## Task details
When you write out the material, keep every line exactly as it is.

## Given data

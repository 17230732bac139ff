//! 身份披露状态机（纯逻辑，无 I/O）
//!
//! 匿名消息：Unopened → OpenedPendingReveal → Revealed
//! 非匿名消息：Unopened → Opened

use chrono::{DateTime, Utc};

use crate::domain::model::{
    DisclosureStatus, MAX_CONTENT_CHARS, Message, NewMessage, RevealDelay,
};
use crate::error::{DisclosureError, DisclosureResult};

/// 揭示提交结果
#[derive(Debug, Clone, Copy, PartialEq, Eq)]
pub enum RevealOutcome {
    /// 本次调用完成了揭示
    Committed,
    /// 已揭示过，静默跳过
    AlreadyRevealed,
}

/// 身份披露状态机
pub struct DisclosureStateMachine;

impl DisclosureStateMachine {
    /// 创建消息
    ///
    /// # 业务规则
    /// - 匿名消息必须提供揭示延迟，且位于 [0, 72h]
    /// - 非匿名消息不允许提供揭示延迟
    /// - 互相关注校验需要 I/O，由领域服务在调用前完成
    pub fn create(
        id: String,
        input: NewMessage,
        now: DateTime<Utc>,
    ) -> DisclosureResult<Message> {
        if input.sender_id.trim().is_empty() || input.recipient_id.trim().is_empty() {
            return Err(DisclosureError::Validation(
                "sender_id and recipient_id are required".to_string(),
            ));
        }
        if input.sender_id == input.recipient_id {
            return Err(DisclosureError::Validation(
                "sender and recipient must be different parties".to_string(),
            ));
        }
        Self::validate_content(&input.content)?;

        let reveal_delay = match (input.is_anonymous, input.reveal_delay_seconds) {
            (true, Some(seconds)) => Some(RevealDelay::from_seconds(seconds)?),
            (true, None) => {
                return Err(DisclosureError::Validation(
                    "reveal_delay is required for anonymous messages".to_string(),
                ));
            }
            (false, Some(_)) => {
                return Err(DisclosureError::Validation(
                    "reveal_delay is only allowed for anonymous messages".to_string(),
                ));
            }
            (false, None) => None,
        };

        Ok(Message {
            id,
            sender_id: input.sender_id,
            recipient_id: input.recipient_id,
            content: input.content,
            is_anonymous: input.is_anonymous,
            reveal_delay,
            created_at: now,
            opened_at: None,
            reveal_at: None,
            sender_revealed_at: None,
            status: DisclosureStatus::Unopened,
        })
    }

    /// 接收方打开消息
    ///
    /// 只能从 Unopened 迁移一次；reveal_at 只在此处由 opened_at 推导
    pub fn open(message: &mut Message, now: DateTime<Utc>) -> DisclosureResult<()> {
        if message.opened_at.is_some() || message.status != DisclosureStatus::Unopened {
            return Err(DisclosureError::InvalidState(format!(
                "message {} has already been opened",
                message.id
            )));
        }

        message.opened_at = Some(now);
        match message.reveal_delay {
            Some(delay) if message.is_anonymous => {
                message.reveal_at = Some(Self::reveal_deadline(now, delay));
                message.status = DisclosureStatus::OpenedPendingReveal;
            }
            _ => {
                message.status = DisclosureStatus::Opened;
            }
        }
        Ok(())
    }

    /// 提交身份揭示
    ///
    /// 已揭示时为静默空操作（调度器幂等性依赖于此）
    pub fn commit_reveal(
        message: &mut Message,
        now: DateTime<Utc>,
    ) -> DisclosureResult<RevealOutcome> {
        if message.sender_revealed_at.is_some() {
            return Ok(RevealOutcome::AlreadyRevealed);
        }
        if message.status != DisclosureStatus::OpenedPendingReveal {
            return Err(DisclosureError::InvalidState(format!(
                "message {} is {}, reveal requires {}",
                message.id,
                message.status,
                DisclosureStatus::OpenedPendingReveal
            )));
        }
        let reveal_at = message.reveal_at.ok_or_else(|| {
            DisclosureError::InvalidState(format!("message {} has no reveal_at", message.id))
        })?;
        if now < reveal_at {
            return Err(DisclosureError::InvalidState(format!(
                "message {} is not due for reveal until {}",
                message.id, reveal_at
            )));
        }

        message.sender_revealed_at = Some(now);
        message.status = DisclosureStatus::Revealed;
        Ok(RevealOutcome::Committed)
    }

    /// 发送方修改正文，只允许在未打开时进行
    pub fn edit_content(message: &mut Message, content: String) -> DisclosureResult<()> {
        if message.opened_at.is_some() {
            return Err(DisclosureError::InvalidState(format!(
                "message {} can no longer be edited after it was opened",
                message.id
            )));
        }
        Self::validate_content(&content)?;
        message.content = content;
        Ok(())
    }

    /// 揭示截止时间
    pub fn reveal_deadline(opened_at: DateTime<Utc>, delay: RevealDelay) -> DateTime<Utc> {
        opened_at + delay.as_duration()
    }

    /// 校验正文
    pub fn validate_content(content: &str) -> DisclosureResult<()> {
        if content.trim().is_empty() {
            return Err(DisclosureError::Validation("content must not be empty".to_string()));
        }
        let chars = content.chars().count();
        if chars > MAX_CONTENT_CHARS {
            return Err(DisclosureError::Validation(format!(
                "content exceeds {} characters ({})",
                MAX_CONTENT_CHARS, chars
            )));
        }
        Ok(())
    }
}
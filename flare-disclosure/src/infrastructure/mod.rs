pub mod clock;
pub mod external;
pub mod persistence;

## Exercise response
repository 17230732bac139ff
//! 身份披露状态机（纯逻辑，无 I/O）
//!
//! 匿名消息：Unopened → OpenedPendingReveal → Revealed
//! 非匿名消息：Unopened → Opened

use chrono::{DateTime, Utc};

use crate::domain::model::{
    DisclosureStatus, MAX_CONTENT_CHARS, Message, NewMessage, RevealDelay,
};
use crate::error::{DisclosureError, DisclosureResult};

/// 揭示提交结果
#[derive(Debug, Clone, Copy, PartialEq, Eq)]
pub enum RevealOutcome {
    /// 本次调用完成了揭示
    Committed,
    /// 已揭示过，静默跳过
    AlreadyRevealed,
}

/// 身份披露状态机
pub struct DisclosureStateMachine;

impl DisclosureStateMachine {
    /// 创建消息
    ///
    /// # 业务规则
    /// - 匿名消息必须提供揭示延迟，且位于 [0, 72h]
    /// - 非匿名消息不允许提供揭示延迟
    /// - 互相关注校验需要 I/O，由领域服务在调用前完成
    pub fn create(
        id: String,
        input: NewMessage,
        now: DateTime<Utc>,
    ) -> DisclosureResult<Message> {
        if input.sender_id.trim().is_empty() || input.recipient_id.trim().is_empty() {
            return Err(DisclosureError::Validation(
                "sender_id and recipient_id are required".to_string(),
            ));
        }
        if input.sender_id == input.recipient_id {
            return Err(DisclosureError::Validation(
                "sender and recipient must be different parties".to_string(),
            ));
        }
        Self::validate_content(&input.content)?;

        let reveal_delay = match (input.is_anonymous, input.reveal_delay_seconds) {
            (true, Some(seconds)) => Some(RevealDelay::from_seconds(seconds)?),
            (true, None) => {
                return Err(DisclosureError::Validation(
                    "reveal_delay is required for anonymous messages".to_string(),
                ));
            }
            (false, Some(_)) => {
                return Err(DisclosureError::Validation(
                    "reveal_delay is only allowed for anonymous messages".to_string(),
                ));
            }
            (false, None) => None,
        };

        Ok(Message {
            id,
            sender_id: input.sender_id,
            recipient_id: input.recipient_id,
            content: input.content,
            is_anonymous: input.is_anonymous,
            reveal_delay,
            created_at: now,
            opened_at: None,
            reveal_at: None,
            sender_revealed_at: None,
            status: DisclosureStatus::Unopened,
        })
    }

    /// 接收方打开消息
    ///
    /// 只能从 Unopened 迁移一次；reveal_at 只在此处由 opened_at 推导
    pub fn open(message: &mut Message, now: DateTime<Utc>) -> DisclosureResult<()> {
        if message.opened_at.is_some() || message.status != DisclosureStatus::Unopened {
            return Err(DisclosureError::InvalidState(format!(
                "message {} has already been opened",
                message.id
            )));
        }

        message.opened_at = Some(now);
        match message.reveal_delay {
            Some(delay) if message.is_anonymous => {
                message.reveal_at = Some(Self::reveal_deadline(now, delay));
                message.status = DisclosureStatus::OpenedPendingReveal;
            }
            _ => {
                message.status = DisclosureStatus::Opened;
            }
        }
        Ok(())
    }

    /// 提交身份揭示
    ///
    /// 已揭示时为静默空操作（调度器幂等性依赖于此）
    pub fn commit_reveal(
        message: &mut Message,
        now: DateTime<Utc>,
    ) -> DisclosureResult<RevealOutcome> {
        if message.sender_revealed_at.is_some() {
            return Ok(RevealOutcome::AlreadyRevealed);
        }
        if message.status != DisclosureStatus::OpenedPendingReveal {
            return Err(DisclosureError::InvalidState(format!(
                "message {} is {}, reveal requires {}",
                message.id,
                message.status,
                DisclosureStatus::OpenedPendingReveal
            )));
        }
        let reveal_at = message.reveal_at.ok_or_else(|| {
            DisclosureError::InvalidState(format!("message {} has no reveal_at", message.id))
        })?;
        if now < reveal_at {
            return Err(DisclosureError::InvalidState(format!(
                "message {} is not due for reveal until {}",
                message.id, reveal_at
            )));
        }

        message.sender_revealed_at = Some(now);
        message.status = DisclosureStatus::Revealed;
        Ok(RevealOutcome::Committed)
    }

    /// 发送方修改正文，只允许在未打开时进行
    pub fn edit_content(message: &mut Message, content: String) -> DisclosureResult<()> {
        if message.opened_at.is_some() {
            return Err(DisclosureError::InvalidState(format!(
                "message {} can no longer be edited after it was opened",
                message.id
            )));
        }
        Self::validate_content(&content)?;
        message.content = content;
        Ok(())
    }

    /// 揭示截止时间
    pub fn reveal_deadline(opened_at: DateTime<Utc>, delay: RevealDelay) -> DateTime<Utc> {
        opened_at + delay.as_duration()
    }

    /// 校验正文
    pub fn validate_content(content: &str) -> DisclosureResult<()> {
        if content.trim().is_empty() {
            return Err(DisclosureError::Validation("content must not be empty".to_string()));
        }
        let chars = content.chars().count();
        if chars > MAX_CONTENT_CHARS {
            return Err(DisclosureError::Validation(format!(
                "content exceeds {} characters ({})",
                MAX_CONTENT_CHARS, chars
            )));
        }
        Ok(())
    }
}
filename flare-disclosure/src/infrastructure/mod.rs
pub mod clock;
pub mod external;
pub mod persistence;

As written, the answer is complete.